Mais surtout, en tant que théoricien, la question des OVNIS m’a aussi interpelé parce que, si les OVNIS sont effectivement des vaisseaux extraterrestres, cela implique qu’il y a des civilisations très avancées qui nous visitent et qui ont donc découvert des lois physiques que nous ignorons ! C’est sur ce plan que le sujet m’intrigue : elles auraient découvert le moyen de voyager entre les étoiles, peut-être d’utiliser et de maîtriser certains phénomènes sur lesquels j’ai travaillé sur le plan théorique, comme les trous noirs et les trous de ver. C’est pour cette raison que le sujet fait partie de mes préoccupations. Le terme « préoccupation » est peut-être un peu fort, disons que cela fait partie de mes intérêts et de mes questionnements.

Vous avez écrit sur de nombreux astronomes du passé, certains d’entre eux croyaient-ils à une vie extraterrestre ?

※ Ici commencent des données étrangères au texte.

//! Job registrations, keyed by socket.
//!
//! While the poll loop runs a job the slot is marked running. Registrations
//! or removals that arrive from other threads in the meantime are recorded in
//! the slot and win over whatever the running job returns.

use super::job::{Job, JobResult, JobTarget};
use crate::events::SocketId;
use std::collections::HashMap;
use std::sync::{Arc, Weak};

#[derive(Debug, Clone, Copy, PartialEq, Eq)]
enum Slot {
    Idle(Job),
    Running,
    Replaced(Job),
    Removed,
}

struct Entry {
    target: Weak<dyn JobTarget>,
    slot: Slot,
}

#[derive(Default)]
pub(super) struct JobTable {
    entries: HashMap<SocketId, Entry>,
}

impl JobTable {
    /// Registers `job`, replacing any previous one. Returns true if one was
    /// replaced.
    pub fn insert(&mut self, id: SocketId, target: Weak<dyn JobTarget>, job: Job) -> bool {
        match self.entries.get_mut(&id) {
            Some(entry) => {
                entry.target = target;
                let replaced = !matches!(entry.slot, Slot::Removed);
                entry.slot = match entry.slot {
                    Slot::Idle(_) => Slot::Idle(job),
                    Slot::Running | Slot::Replaced(_) | Slot::Removed => Slot::Replaced(job),
                };
                replaced
            }
            None => {
                self.entries.insert(
                    id,
                    Entry {
                        target,
                        slot: Slot::Idle(job),
                    },
                );
                false
            }
        }
    }

    /// Deregisters the socket's job. Returns false if none was registered.
    pub fn remove(&mut self, id: SocketId) -> bool {
        let Some(entry) = self.entries.get_mut(&id) else {
            return false;
        };
        match entry.slot {
            Slot::Idle(_) => {
                self.entries.remove(&id);
                true
            }
            Slot::Running | Slot::Replaced(_) => {
                entry.slot = Slot::Removed;
                true
            }
            Slot::Removed => false,
        }
    }

    /// Marks an idle job as running and hands it out.
    ///
    /// Returns `None` if no idle job is registered or its socket is gone; a
    /// dead socket's entry is dropped.
    pub fn begin(&mut self, id: SocketId) -> Option<(Arc<dyn JobTarget>, Job)> {
        let entry = self.entries.get_mut(&id)?;
        let Slot::Idle(job) = entry.slot else {
            return None;
        };
        match entry.target.upgrade() {
            Some(target) => {
                entry.slot = Slot::Running;
                Some((target, job))
            }
            None => {
                self.entries.remove(&id);
                None
            }
        }
    }

    /// Applies the result of a finished job. Returns the job that is now
    /// registered, if any, so the caller can re-arm the socket.
    pub fn finish(&mut self, id: SocketId, ran: Job, result: JobResult) -> Option<Job> {
        let entry = self.entries.get_mut(&id)?;
        let next = match (entry.slot, result) {
            (Slot::Replaced(job), _) => Some(job),
            (Slot::Removed, _) => None,
            (_, JobResult::Continue) => Some(ran),
            (_, JobResult::Transition(job)) => Some(job),
            (_, JobResult::Done) => None,
        };
        match next {
            Some(job) => entry.slot = Slot::Idle(job),
            None => {
                self.entries.remove(&id);
            }
        }
        next
    }

    /// The job a socket will run next, if it has one.
    pub fn registered(&self, id: SocketId) -> Option<Job> {
        match self.entries.get(&id)?.slot {
            Slot::Idle(job) | Slot::Replaced(job) => Some(job),
            Slot::Running | Slot::Removed => None,
        }
    }

    /// Registered jobs, not counting removals that are waiting for a running
    /// job to return.
    pub fn len(&self) -> usize {
        self.entries
            .values()
            .filter(|entry| !matches!(entry.slot, Slot::Removed))
            .count()
    }

    pub fn clear(&mut self) {
        self.entries.clear();
    }
}
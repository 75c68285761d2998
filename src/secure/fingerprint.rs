//! Certificate fingerprints used to identify peers.

use crate::error::Error;
use ring::digest::{digest, SHA256, SHA256_OUTPUT_LEN};
use rustls::pki_types::CertificateDer;
use serde::{Deserialize, Deserializer, Serialize, Serializer};
use std::fmt;
use std::str::FromStr;

/// SHA-256 digest of a DER-encoded certificate.
#[derive(Clone, Copy, PartialEq, Eq, Hash)]
pub struct Fingerprint([u8; SHA256_OUTPUT_LEN]);

impl Fingerprint {
    pub const SEPARATOR: char = ':';

    pub fn from_bytes(bytes: [u8; SHA256_OUTPUT_LEN]) -> Self {
        Self(bytes)
    }

    /// Fingerprint of a DER certificate.
    pub fn of_certificate(cert: &CertificateDer<'_>) -> Self {
        Self::of_der(cert.as_ref())
    }

    pub fn of_der(der: &[u8]) -> Self {
        let hash = digest(&SHA256, der);
        let mut bytes = [0u8; SHA256_OUTPUT_LEN];
        bytes.copy_from_slice(hash.as_ref());
        Self(bytes)
    }

    pub fn as_bytes(&self) -> &[u8] {
        &self.0
    }

    /// Upper-case hex, bytes joined by `separator` if given.
    pub fn format(&self, separator: Option<char>) -> String {
        let mut out = String::with_capacity(self.0.len() * 3);
        for (i, byte) in self.0.iter().enumerate() {
            if i > 0 {
                if let Some(separator) = separator {
                    out.push(separator);
                }
            }
            out.push_str(&format!("{byte:02X}"));
        }
        out
    }
}

impl fmt::Display for Fingerprint {
    fn fmt(&self, f: &mut fmt::Formatter<'_>) -> fmt::Result {
        f.write_str(&self.format(Some(Self::SEPARATOR)))
    }
}

impl fmt::Debug for Fingerprint {
    fn fmt(&self, f: &mut fmt::Formatter<'_>) -> fmt::Result {
        write!(f, "Fingerprint({self})")
    }
}

/// Accepts hex in either case, with or without `:` (or space, `-`)
/// separators between bytes.
impl FromStr for Fingerprint {
    type Err = Error;

    fn from_str(s: &str) -> Result<Self, Self::Err> {
        let digits: Vec<u8> = s
            .bytes()
            .filter(|b| !matches!(b, b':' | b' ' | b'-'))
            .collect();
        if digits.len() != SHA256_OUTPUT_LEN * 2 {
            return Err(Error::InvalidFingerprint(s.to_string()));
        }

        let mut bytes = [0u8; SHA256_OUTPUT_LEN];
        for (byte, pair) in bytes.iter_mut().zip(digits.chunks(2)) {
            let hi = hex_value(pair[0]).ok_or_else(|| Error::InvalidFingerprint(s.to_string()))?;
            let lo = hex_value(pair[1]).ok_or_else(|| Error::InvalidFingerprint(s.to_string()))?;
            *byte = (hi << 4) | lo;
        }
        Ok(Self(bytes))
    }
}

fn hex_value(digit: u8) -> Option<u8> {
    match digit {
        b'0'..=b'9' => Some(digit - b'0'),
        b'a'..=b'f' => Some(digit - b'a' + 10),
        b'A'..=b'F' => Some(digit - b'A' + 10),
        _ => None,
    }
}

impl Serialize for Fingerprint {
    fn serialize<S: Serializer>(&self, serializer: S) -> Result<S::Ok, S::Error> {
        serializer.collect_str(self)
    }
}

impl<'de> Deserialize<'de> for Fingerprint {
    fn deserialize<D: Deserializer<'de>>(deserializer: D) -> Result<Self, D::Error> {
        let s = String::deserialize(deserializer)?;
        s.parse().map_err(serde::de::Error::custom)
    }
}

#[cfg(test)]
mod tests {
    use super::*;

    #[test]
    fn formats_upper_case_with_separator() {
        let fp = Fingerprint::from_bytes([0xab; SHA256_OUTPUT_LEN]);
        let text = fp.to_string();
        assert!(text.starts_with("AB:AB:"));
        assert_eq!(text.len(), SHA256_OUTPUT_LEN * 3 - 1);
        assert_eq!(fp.format(None), "AB".repeat(SHA256_OUTPUT_LEN));
        assert!(fp.format(Some('-')).contains("AB-AB"));
    }

    #[test]
    fn parses_any_case_and_separator() {
        let fp = Fingerprint::of_der(b"certificate bytes");
        let lower = fp.format(None).to_lowercase();
        assert_eq!(lower.parse::<Fingerprint>().unwrap(), fp);
        assert_eq!(fp.to_string().parse::<Fingerprint>().unwrap(), fp);
    }

    #[test]
    fn rejects_wrong_length_and_non_hex() {
        assert!("AB:CD".parse::<Fingerprint>().is_err());
        let not_hex = "ZZ".repeat(SHA256_OUTPUT_LEN);
        assert!(matches!(
            not_hex.parse::<Fingerprint>(),
            Err(Error::InvalidFingerprint(_))
        ));
    }

    #[test]
    fn digest_is_sha256() {
        // SHA-256 of the empty input
        let fp = Fingerprint::of_der(b"");
        assert!(fp.format(None).starts_with("E3B0C44298FC1C14"));
    }
}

Comme vous le savez, l’hypothèse de la pluralité des mondes habités avait déjà été avancée dans l’Antiquité, par les philosophes atomistes notamment comme Démocrite et Epicure. Elle a ensuite été interdite de pensée par l’Église, et commencé à revenir sur le devant de la scène à la fin du XVIe siècle, avec Giordano Bruno (qui, rappelons-le, a été brûlé vif comme hérétique en 1600). C’est surtout à partir du XVIIe siècle, avec Galilée, Kepler et l’évolution de nos connaissances en astronomie, qu’on a commencé à comprendre que la physique d’ici-bas, la physique terrestre, est la même que la physique céleste. Et qu’en conséquence les autres planètes, contrairement à ce que pensait Aristote, pouvaient ressembler à la Terre. Est alors revenue l’idée d’autres mondes peuplés d’habitants. Parmi les auteurs sur lesquels j’ai écrit livres et articles, Kepler a publié à titre posthume un ouvrage étonnant intitulé Le Songe ou l’astronomie lunaire, dans lequel il imagine des habitants de la Lune, des « sélénites », en mesure d’observer le système solaire depuis notre satellite pour en découvrir les lois.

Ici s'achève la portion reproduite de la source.